Ma main glissa délicatement dans ma robe pour en saisir la précieuse fiole. Une potion minutieuse qui prenait un peu de temps ; mais qui était loin d’être complexe. Je ne comprenais pas pourquoi tant de sorciers la trouvaient si laborieuse, tout comme je ne comprenais pas pourquoi tant d’élèves avaient des notes en dessous d’Optimal.

En restant dans ma position, dos à la fille-aux-cheveux-de-cuivre, j’extirpais la fiole de Veritaserum en la tenant entre mon index et mon pouce. J’exhibais sa présence tout en ouvrant ma bouche : « Je te fais assez confiance pour ne pas tenir ma baguette, alors… ». Mon intonation était neutre et mes émotions – cet intérieur – était toujours autant scindé de mon extérieur, je contrôlais.

Approche ta bouche, déclarais-je en baissant d'un ton ; ce n'était pas un murmure, mais cela s'y rapprochait.

Elle devait me faire confiance, je ne voulais aucunement lui faire de mal.

Je me persuadais de cette idée.
Dernière modification par Charlie Rengan le 16 janv. 2020, 01:18, modifié 1 fois.

je suis Là ᚨ

23 déc. 2018, 12:31
Fuis la Torpeur !  LIBRE 
Mon corps me faisait mal. Sans compter mon coeur qui s’affairait à me faire chavirer, le moindre pore de ma peau me tiraillait ; comme si une main invisible se prenait au plaisir de me planter des aiguilles brûlantes dans l’épiderme. Et plus je regardais la grande Perche, plus leurs pointes étaient flamboyantes. Et plus elles m’incendiaient, plus j’imaginai dans mon crâne douloureux des idées qui ne me plaisaient guère. Je voulais lui hurler de me parler, par Merlin. Je n’en pouvais plus d’attendre, de regarder sans ne rien faire, de penser sans ne rien Savoir. Sa joue pâle était le réceptacle de cette lassitude, mais je ne pouvais rien faire d’autre que lui jeter mon regard à la figure. Petit Jouet bouillonnant dans son corps qui, malgré ses poings serrés, ne pouvait faire autrement que d’attendre que son Joueur le fasse bouger.
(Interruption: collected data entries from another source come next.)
use anyhow::{Result, anyhow};

use crate::config::PickerConfig;
use crate::picker::state::TimeState;
use crate::picker::widget::TimeWidget;

pub fn run_check(config: &PickerConfig) -> Result<()> {
    let mut widget =
        TimeWidget::init_with_radius(Some(&config.value), config.dial_radius, || {});

    println!("Clockpick check");
    println!("Input value: '{}'", config.value);
    match config.value.parse::<TimeState>() {
        Ok(_) => println!("Parse: accepted"),
        Err(err) => println!("Parse: fell back to default ({err})"),
    }
    println!("Canonical value: {}", widget.value());
    let time24 = widget
        .state()
        .to_naive_time()
        .ok_or_else(|| anyhow!("state {} has no 24-hour equivalent", widget.value()))?;
    println!("24-hour: {}", time24.format("%H:%M"));

    let view = widget
        .view()
        .ok_or_else(|| anyhow!("widget did not mount a view"))?;
    let face = &view.clock_face;
    println!("Hand rotation: {:.0} deg", face.hand_rotation_deg);
    println!("Dial radius: {:.1}", face.radius);
    println!("Markers:");
    for marker in &face.markers {
        println!(
            "  {}{:>2}  angle {:>6.1}  x {:>8.2}  y {:>8.2}",
            if marker.selected { '*' } else { ' ' },
            marker.hour,
            marker.angle_deg,
            marker.offset.0,
            marker.offset.1,
        );
    }

    widget.teardown();
    Ok(())
}
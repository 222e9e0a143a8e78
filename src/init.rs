// Logging/tracing setup

use artifact_export_config::{LogConfig, LogFormat};
use artifact_export_core::ToolLogLayer;
use tracing::Level;

/// Minimum level mirrored into the tool index, `INFO` when unparseable.
pub fn forward_level(config: &LogConfig) -> Level {
    config.forward_level.parse().unwrap_or(Level::INFO)
}

/// Initialize tracing/logging from LogConfig
///
/// `forward` adds the tool-index forwarding layer. The level filter applies
/// to every layer, so forwarding never sees events below `log.level`.
pub fn init_tracing(config: &LogConfig, forward: Option<ToolLogLayer>) {
    use tracing_subscriber::{fmt, prelude::*, EnvFilter};

    // Parse log level from config
    let env_filter = EnvFilter::try_new(&config.level).unwrap_or_else(|_| EnvFilter::new("info"));

    let registry = tracing_subscriber::registry().with(env_filter).with(forward);

    // Try to set the global subscriber; ignore error if already set (idempotent)
    let _ = match config.format {
        LogFormat::Json => {
            tracing::subscriber::set_global_default(registry.with(fmt::layer().json()))
        }
        LogFormat::Text => tracing::subscriber::set_global_default(registry.with(fmt::layer())),
    };
}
Cela me donnait envie de vomir. Elle. Elle me donnait envie dégueuler ; tout ce qui se mélangeait dans mon crâne me donnait envie d’ouvrir la bouche pour éjecter mon dégoût.
Oui, elle me faisait mal, cette fille pleine de blondeur. D’une douleur jamais encore ressentie, dans un membre que je ne pensais même pas avoir en moi.
Je voulais crier et supplier, dégueuler et pleurer, embrasser et frapper. Merlin, j’en avais perdu jusqu’à la capacité de respirer et, durant un temps qui sembla dura mille temps, je sentis la moindre parcelle d’air qui s’engouffrait dans ma bouche et qui descendait jusqu’à mes poumons. Pendant un instant, je crus que je serais incapable de mener cet air à destination ; je n’étais même plus capable de respirer. Mes poumons se comprimèrent, mes épaules hurlèrent et ma respiration batailla avec mon corps : c’était un combat illégal et inégal entre deux instances qui n’avaient aucun compte à se rendre. L'échauffourée fut pitoyable et l’air m’écrasa la trachée pour se répandre dans mes poumons rassurés.
Ah, qu’il était douloureux de respirer un air que l’on voulait tordre.

Elle bougea. *Là !*. Elle baissa la tête. Mon coeur fit une embardée.
Je me rendis compte que j’étais penchée en avant ; non pas courbée par l’intérêt, mais inclinée face à la colère. Elle régnait sur moi et m’imposait sa force, m’obligeait à me pencher pour jeter en avant tout ce qui sortirait de moi ; magie, vomi, mot ; que sais-je. Je sentis la caresse de cette rage me caresser le bas du dos et remonter le long de ma nuque. Une caresse qui me fut agréable et qui fit trembler mes poings. Oh, je tremblai sans contrôle dans mon corps avalé ; je tremblai comme une enfant face à une adulte. Et l’adulte était une Perche qui me tenait bien serré dans sa main, qui pouvait m’écraser au moindre de ses souhaits.
*Donne moi ce que je veux*.
Je ne comprenais pas ce que je voulais, mais j’avais l’intime conviction qu’Elle le savait ; celle dont les mains pouvaient Créer se devait de savoir, n’est-ce pas ? Oh oui, le visage que j’observais ne pouvait que savoir. Cela se voyait dans la façon dont brillaient l’éclat de sa joue et la couleur terne de ses cheveux. C’était une Autre qui Savait où aller.
Je la détestai soudainement si fort que je chancellai sur mes jambes. La haine me prit le corps et le ballota ; je la haïssais ! En une fraction de seconde, je me vis sauter sur elle pour arracher sa peau de mes dents. L’envie me fit frémir, puis trembler, et finit par disparaître. Non, je devais savoir.
Je restai pantelante sous l’afflux de mes propres émotions. Et irrémédiablement faible.
Par Merlin, qu’elle parle ! Qu’elle parle, ou je ne serais plus maîtresse de mes Actes !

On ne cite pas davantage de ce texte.